//! Turns a parsed reference page into the two registries.
//!
//! Pass one segments the page, classifies every entry and infers types with
//! references left unresolved. Pass two builds the immutable [`TypeRegistry`] from the
//! data-type names and resolves every reference against it; a target that is not a
//! registered data type becomes opaque.

pub mod infer;
pub mod prose;
pub mod returns;
pub mod segment;

use tracing::{debug, info, instrument};

use docbind_html::Document;
use docbind_shared::{
    DataTypeEntry, FieldSpec, OperationEntry, ParamSpec, Registries, Result, ScrapeConfig,
    TypeRegistry,
};

pub use infer::{canonical_type, normalize_type_cell, normalize_type_text};
pub use prose::extract_prose;
pub use returns::{RETURN_TEMPLATES, ReturnMatch, infer_return_type, match_return};
pub use segment::{EntryKind, RawEntry, Segmenter};

/// Scrape `doc` into resolved registries.
#[instrument(skip_all)]
pub fn scrape(doc: &Document, config: &ScrapeConfig) -> Result<Registries> {
    let segmenter = Segmenter::new(config)?;
    let content = segmenter.content(doc)?;
    let entries = segmenter.segment(content);

    let unresolved = classify_entries(&entries)?;
    let registry = unresolved.type_registry();
    let registries = resolve(unresolved, &registry);

    info!(
        types = registries.types.len(),
        operations = registries.operations.len(),
        "reference page scraped"
    );
    Ok(registries)
}

/// Pass one: build entries with unresolved references, in document order.
pub fn classify_entries(entries: &[RawEntry<'_>]) -> Result<Registries> {
    let mut registries = Registries::default();

    for entry in entries {
        match entry.classify() {
            EntryKind::DataType => {
                if entry.table.is_none() {
                    debug!(title = %entry.title, "data type without table discarded");
                    continue;
                }
                registries.types.push(DataTypeEntry {
                    name: entry.title.clone(),
                    description: entry.description.clone(),
                    additional_notes: entry.additional_notes.clone(),
                    fields: entry.fields()?,
                });
            }
            EntryKind::Operation => {
                registries.operations.push(OperationEntry {
                    name: entry.title.clone(),
                    description: entry.description.clone(),
                    additional_notes: entry.additional_notes.clone(),
                    parameters: entry.parameters()?,
                    return_type: infer_return_type(&entry.description)?,
                });
            }
        }
    }

    Ok(registries)
}

/// Pass two: resolve every reference against `registry`.
pub fn resolve(registries: Registries, registry: &TypeRegistry) -> Registries {
    let types = registries
        .types
        .into_iter()
        .map(|entry| DataTypeEntry {
            fields: entry
                .fields
                .into_iter()
                .map(|field| FieldSpec {
                    ty: field.ty.resolve(registry),
                    ..field
                })
                .collect(),
            ..entry
        })
        .collect();

    let operations = registries
        .operations
        .into_iter()
        .map(|op| OperationEntry {
            parameters: op
                .parameters
                .into_iter()
                .map(|param| ParamSpec {
                    ty: param.ty.resolve(registry),
                    ..param
                })
                .collect(),
            return_type: op.return_type.resolve(registry),
            ..op
        })
        .collect();

    Registries { types, operations }
}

◆ ◆ ◆

▸ **YOUR TASK**: Output the listing exactly.

▸ **EXPECTED OUTPUT**:
//! Turns a parsed reference page into the two registries.
//!
//! Pass one segments the page, classifies every entry and infers types with
//! references left unresolved. Pass two builds the immutable [`TypeRegistry`] from the
//! data-type names and resolves every reference against it; a target that is not a
//! registered data type becomes opaque.

pub mod infer;
pub mod prose;
pub mod returns;
pub mod segment;

use tracing::{debug, info, instrument};

use docbind_html::Document;
use docbind_shared::{
    DataTypeEntry, FieldSpec, OperationEntry, ParamSpec, Registries, Result, ScrapeConfig,
    TypeRegistry,
};

pub use infer::{canonical_type, normalize_type_cell, normalize_type_text};
pub use prose::extract_prose;
pub use returns::{RETURN_TEMPLATES, ReturnMatch, infer_return_type, match_return};
pub use segment::{EntryKind, RawEntry, Segmenter};

/// Scrape `doc` into resolved registries.
#[instrument(skip_all)]
pub fn scrape(doc: &Document, config: &ScrapeConfig) -> Result<Registries> {
    let segmenter = Segmenter::new(config)?;
    let content = segmenter.content(doc)?;
    let entries = segmenter.segment(content);

    let unresolved = classify_entries(&entries)?;
    let registry = unresolved.type_registry();
    let registries = resolve(unresolved, &registry);

    info!(
        types = registries.types.len(),
        operations = registries.operations.len(),
        "reference page scraped"
    );
    Ok(registries)
}

/// Pass one: build entries with unresolved references, in document order.
pub fn classify_entries(entries: &[RawEntry<'_>]) -> Result<Registries> {
    let mut registries = Registries::default();

    for entry in entries {
        match entry.classify() {
            EntryKind::DataType => {
                if entry.table.is_none() {
                    debug!(title = %entry.title, "data type without table discarded");
                    continue;
                }
                registries.types.push(DataTypeEntry {
                    name: entry.title.clone(),
                    description: entry.description.clone(),
                    additional_notes: entry.additional_notes.clone(),
                    fields: entry.fields()?,
                });
            }
            EntryKind::Operation => {
                registries.operations.push(OperationEntry {
                    name: entry.title.clone(),
                    description: entry.description.clone(),
                    additional_notes: entry.additional_notes.clone(),
                    parameters: entry.parameters()?,
                    return_type: infer_return_type(&entry.description)?,
                });
            }
        }
    }

    Ok(registries)
}

/// Pass two: resolve every reference against `registry`.
pub fn resolve(registries: Registries, registry: &TypeRegistry) -> Registries {
    let types = registries
        .types
        .into_iter()
        .map(|entry| DataTypeEntry {
            fields: entry
                .fields
                .into_iter()
                .map(|field| FieldSpec {
                    ty: field.ty.resolve(registry),
                    ..field
                })
                .collect(),
            ..entry
        })
        .collect();

    let operations = registries
        .operations
        .into_iter()
        .map(|op| OperationEntry {
            parameters: op
                .parameters
                .into_iter()
                .map(|param| ParamSpec {
                    ty: param.ty.resolve(registry),
                    ..param
                })
                .collect(),
            return_type: op.return_type.resolve(registry),
            ..op
        })
        .collect();

    Registries { types, operations }
}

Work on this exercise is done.